Up-tempo
Despite personal and cultural losses from Hurricane Katrina, trumpeter Irvin Mayfield and his big band keep the beat and the hope.
By PHILIP BOOTH
Published October 13, 2005
During PBS's hurricane relief concert at Jazz at Lincoln Center, trumpeter Irvin Mayfield turned in a somber version of Just a Closer Walk With Thee. He dedicated it to his father, who chose to stay at the family's New Orleans home rather than evacuate and has been missing since.
"The day after the storm was when my mother last talked to him," said Mayfield, 27, who has relocated to Baton Rouge with his mother and other relatives. "She left him at home. Like most New Orleanians, he thought, "I'll be here, deal with a couple of hours of no power and then everything will be back to normal.' At this point, I've got to start dealing with the reality of the worst but hope for the best."
Mayfield, artistic director of the New Orleans Jazz Orchestra, was sorely tempted to cancel the 19-piece big band's long-planned national tour. But despite storm-related personal and financial struggles, he knew he couldn't.
"I'm not really a religious person, but I just believe that it's right and that the Lord is just going to take care of us. Even with my dad missing, I'm still looking forward to it because I know this is what he'd want me to be doing."
When the band gathers onstage to close the Clearwater Jazz Holiday on Sunday night, it's certain to be a memorable performance.
"Clearwater's going to be the first stop of the tour," Mayfield said. "When we get onstage that night, that's going to be the first time we've played together since before the hurricane. I think it's going to be very emotional."
Since September 2003, Mayfield has been the official cultural ambassador for New Orleans and Louisiana, meeting dignitaries and helping pump up the city's music business.
Now, since Hurricane Katrina, he has become something of an evangelist, spreading the gospel of Crescent City music - jazz and otherwise - during a time when many are fearful for its survival.
"It's not only that New Orleans needs to rebuild New Orleans. America needs to rebuild New Orleans. It's not an Irvin Mayfield issue, or a Kermit Ruffins issue, or an Ellis Marsalis issue. It's an American issue. As Americans, what are we going to do to protect one of our cultural meccas, to protect what we are, to protect who we are?"
Mayfield's homegrown New Orleans Jazz Orchestra specializes in big band arrangements of traditional New Orleans jazz, blues, swing and spirituals.
"They can smell gumbo and taste it when we play," he said about the group, the resident ensemble of historically black Dillard University's Institute of Jazz Culture, founded by Mayfield in 2002.

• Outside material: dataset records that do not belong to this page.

use crate::dlog;
use crate::error::{Result, WorkoutError};
use crate::kv::KeyValueSlot;
use crate::types::{Coords, Workout, WorkoutRecord};
use chrono::{DateTime, Utc};
use std::cmp::Ordering;
use std::collections::HashSet;
use std::str::FromStr;

/// Slot key holding the serialized collection.
pub const STORAGE_KEY: &str = "workouts";

const ID_MODULUS: i64 = 10_000_000_000;

#[derive(Debug, Clone, Copy, PartialEq, Eq)]
pub enum SortKey {
    Date,
    Distance,
    Duration,
}

impl FromStr for SortKey {
    type Err = String;

    fn from_str(s: &str) -> Result<Self, Self::Err> {
        match s {
            "date" => Ok(Self::Date),
            "distance" => Ok(Self::Distance),
            "duration" => Ok(Self::Duration),
            other => Err(format!("unknown sort key: {other:?}")),
        }
    }
}

#[derive(Debug, Clone, Copy, PartialEq, Eq)]
pub enum SortDirection {
    Ascending,
    Descending,
}

impl FromStr for SortDirection {
    type Err = String;

    fn from_str(s: &str) -> Result<Self, Self::Err> {
        match s {
            "asc" => Ok(Self::Ascending),
            "desc" | "dsc" => Ok(Self::Descending),
            other => Err(format!("unknown sort direction: {other:?}")),
        }
    }
}

/// In-memory ordered workouts, written through to a key-value slot.
pub struct WorkoutStore<S> {
    slot: S,
    workouts: Vec<Workout>,
}

impl<S: KeyValueSlot> WorkoutStore<S> {
    /// Empty store; call [`load`](Self::load) to adopt persisted workouts.
    pub const fn new(slot: S) -> Self {
        Self {
            slot,
            workouts: Vec::new(),
        }
    }

    pub const fn slot(&self) -> &S {
        &self.slot
    }

    pub fn into_slot(self) -> S {
        self.slot
    }

    pub fn len(&self) -> usize {
        self.workouts.len()
    }

    pub fn is_empty(&self) -> bool {
        self.workouts.is_empty()
    }

    pub fn iter(&self) -> impl Iterator<Item = &Workout> {
        self.workouts.iter()
    }

    pub fn get(&self, id: &str) -> Option<&Workout> {
        self.workouts.iter().find(|w| w.id() == id)
    }

    pub fn get_mut(&mut self, id: &str) -> Option<&mut Workout> {
        self.workouts.iter_mut().find(|w| w.id() == id)
    }

    pub fn coords(&self) -> Vec<Coords> {
        self.workouts.iter().map(Workout::coords).collect()
    }

    /// Next unused identifier for a workout created at `created_at`.
    ///
    /// Starts from the last ten digits of the Unix millisecond timestamp
    /// and counts up past ids already taken.
    pub fn fresh_id(&self, created_at: DateTime<Utc>) -> String {
        let mut n = created_at.timestamp_millis().rem_euclid(ID_MODULUS);
        loop {
            let id = format!("{n:010}");
            if self.get(&id).is_none() {
                return id;
            }
            n = (n + 1) % ID_MODULUS;
        }
    }

    pub fn add(&mut self, workout: Workout) -> Result<()> {
        if self.get(workout.id()).is_some() {
            return Err(WorkoutError::DuplicateId(workout.id().to_string()));
        }
        let (id, kind) = (workout.id().to_string(), workout.kind());
        self.workouts.push(workout);
        if let Err(e) = self.persist() {
            self.workouts.pop();
            return Err(e);
        }
        tracing::info!(id = %id, %kind, "workout added");
        Ok(())
    }

    /// Swaps the workout stored under `id` in place.
    pub fn replace(&mut self, id: &str, workout: Workout) -> Result<()> {
        let Some(pos) = self.position(id) else {
            return Err(WorkoutError::UnknownWorkout(id.to_string()));
        };
        if workout.id() != id {
            return Err(WorkoutError::Storage(format!(
                "replacement for {id} carries id {}",
                workout.id()
            )));
        }
        let previous = std::mem::replace(&mut self.workouts[pos], workout);
        if let Err(e) = self.persist() {
            self.workouts[pos] = previous;
            return Err(e);
        }
        tracing::info!(id, "workout replaced");
        Ok(())
    }

    pub fn remove(&mut self, id: &str) -> Result<Workout> {
        let Some(pos) = self.position(id) else {
            return Err(WorkoutError::UnknownWorkout(id.to_string()));
        };
        let removed = self.workouts.remove(pos);
        if let Err(e) = self.persist() {
            self.workouts.insert(pos, removed);
            return Err(e);
        }
        tracing::info!(id, "workout removed");
        Ok(removed)
    }

    /// Drops every workout and the persisted key.
    pub fn clear(&mut self) -> Result<()> {
        self.slot.remove(STORAGE_KEY)?;
        let n = self.workouts.len();
        self.workouts.clear();
        tracing::info!(removed = n, "all workouts cleared");
        Ok(())
    }

    /// Replaces the collection with what the slot holds.
    ///
    /// A missing or unreadable entry yields an empty collection. Each record
    /// is rebuilt and checked; bad ones and repeated ids are skipped.
    pub fn load(&mut self) -> Result<usize> {
        self.workouts.clear();

        let Some(raw) = self.slot.get(STORAGE_KEY)? else {
            dlog!("no persisted workouts");
            return Ok(0);
        };

        let records: Vec<WorkoutRecord> = match serde_json::from_str(&raw) {
            Ok(r) => r,
            Err(e) => {
                tracing::warn!(err = %e, "persisted workouts are unreadable; starting empty");
                return Ok(0);
            }
        };

        let total = records.len();
        let mut seen = HashSet::with_capacity(total);
        for rec in records {
            let id = rec.id.clone();
            if seen.contains(&id) {
                tracing::warn!(id = %id, "skipping persisted workout with repeated id");
                continue;
            }
            match rec.into_workout() {
                Ok(w) => {
                    seen.insert(id);
                    self.workouts.push(w);
                }
                Err(e) => tracing::warn!(id = %id, err = %e, "skipping invalid persisted workout"),
            }
        }

        tracing::info!(loaded = self.workouts.len(), total, "workouts loaded");
        Ok(self.workouts.len())
    }

    /// A reordered copy; the stored order is left alone.
    ///
    /// Sorting is stable. Date order compares creation time, then id.
    pub fn sorted(&self, key: SortKey, direction: SortDirection) -> Vec<Workout> {
        let mut out = self.workouts.clone();
        let cmp = |a: &Workout, b: &Workout| -> Ordering {
            match key {
                SortKey::Date => a
                    .created_at()
                    .cmp(&b.created_at())
                    .then_with(|| a.id().cmp(b.id())),
                SortKey::Distance => a.distance_km().total_cmp(&b.distance_km()),
                SortKey::Duration => a.duration_min().total_cmp(&b.duration_min()),
            }
        };
        match direction {
            SortDirection::Ascending => out.sort_by(cmp),
            SortDirection::Descending => out.sort_by(|a, b| cmp(b, a)),
        }
        out
    }

    /// The serialized collection as written to the slot.
    pub fn to_json(&self) -> Result<String> {
        let records: Vec<WorkoutRecord> = self.workouts.iter().map(WorkoutRecord::from).collect();
        Ok(serde_json::to_string(&records)?)
    }

    /// Writes the whole collection under [`STORAGE_KEY`].
    ///
    /// Mutating methods undo their in-memory change when this fails.
    pub fn persist(&mut self) -> Result<()> {
        let json = self.to_json()?;
        self.slot.set(STORAGE_KEY, &json)?;
        dlog!("persisted workouts={} bytes={}", self.workouts.len(), json.len());
        Ok(())
    }

    fn position(&self, id: &str) -> Option<usize> {
        self.workouts.iter().position(|w| w.id() == id)
    }
}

"This ain't your Grandma's orchestra," he added. "It's weird for us to see people sitting down and clapping. We're used to playing parties."
Mayfield has gained acclaim for his work co-leading Los Hombres Calientes, a Grammy-nominated Latin jazz and funk group, and heading his own straight-ahead jazz quintet. The jazz orchestra's hometown performances of Mayfield's Strange Fruit, a 90-minute chorale about lynching in the Old South, commissioned by Dillard University, was praised by the New York Times and the Chicago Tribune.

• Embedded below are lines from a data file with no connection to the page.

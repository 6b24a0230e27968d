use crate::types::Coords;
use tracing_subscriber::{EnvFilter, fmt};

#[macro_export]
macro_rules! dlog {
    ($($arg:tt)*) => {
        tracing::debug!($($arg)*);
    };
}

/// Initialize colorful logging.
///
/// Default level is INFO.
/// - `-v` => DEBUG
/// - `-vv` => TRACE
/// - `-q` => WARN
/// - `-qq` => ERROR
///
/// `RUST_LOG` overrides everything (e.g. `RUST_LOG=trace`).
pub fn init_logging(verbose: u8, quiet: u8) {
    let level = log_level(verbose, quiet);

    let filter = EnvFilter::try_from_default_env()
        .unwrap_or_else(|_| EnvFilter::new(format!("warn,workout_log={level}")));

    let show_src = matches!(level, "debug" | "trace");

    fmt()
        .with_env_filter(filter)
        .with_ansi(true)
        .with_writer(std::io::stderr)
        .with_timer(tracing_subscriber::fmt::time::ChronoLocal::rfc_3339())
        .with_target(true)
        .with_level(true)
        .with_file(show_src)
        .with_line_number(show_src)
        .compact()
        .init();
}

fn log_level(verbose: u8, quiet: u8) -> &'static str {
    let net = i16::from(verbose) - i16::from(quiet);
    match net {
        i16::MIN..=-2 => "error",
        -1 => "warn",
        0 => "info",
        1 => "debug",
        2..=i16::MAX => "trace",
    }
}

/// Parses `"LAT,LON"` in degrees.
pub fn parse_coords(s: &str) -> Result<Coords, String> {
    let (lat, lng) = s
        .split_once(',')
        .ok_or_else(|| format!("expected LAT,LON, got {s:?}"))?;
    let lat: f64 = lat
        .trim()
        .parse()
        .map_err(|e| format!("bad latitude {lat:?}: {e}"))?;
    let lng: f64 = lng
        .trim()
        .parse()
        .map_err(|e| format!("bad longitude {lng:?}: {e}"))?;
    if !(-90.0..=90.0).contains(&lat) || !(-180.0..=180.0).contains(&lng) {
        return Err(format!("coordinates out of range: {lat},{lng}"));
    }
    Ok(Coords::new(lat, lng))
}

Mayfield has become a go-to guy for displaced New Orleans jazz musicians, many of whom have lost irreplaceable instruments.
"Before, it was just me going and giving some speeches," he said about his role as cultural ambassador. "Now, it's turned into me representing all the musicians and trying to help them make a living. My phone is ringing and people are asking, "What are politicians going to do for me? How am I going to make a living?' "
The nonprofit New Orleans Jazz Orchestra, of course, is also in financial straits. The first installment of a $500,000 grant from the city of New Orleans and the state of Louisiana was due to arrive Sept. 1. After Katrina, and the layoff of 3,000 city employees, there's little hope the orchestra will see any of it.
The fall tour, the group's first, is planned for concert halls in the Midwest and New England. Mayfield opted to proceed as planned, despite the financial risk. The Clearwater Jazz Holiday was added to the tour after the New Orleans-based Coolie Family Gospel Singers were forced to drop out.
The festival organizers hired the jazz orchestra and Kermit Ruffins and the Barbecue Swingers. Those artists were chosen after Jazz Holiday board members received suggestions from several bay area jazz enthusiasts, including Bob Seymour at WUSF-FM and Jimmy Lyons at WMNF-FM.
Mayfield hopes to make up for the lost grant via donations from audiences and contributions to the Web site (www.thenojo.com)
"We didn't cancel any of these dates," he said. "I think everybody knows this is the right thing to do.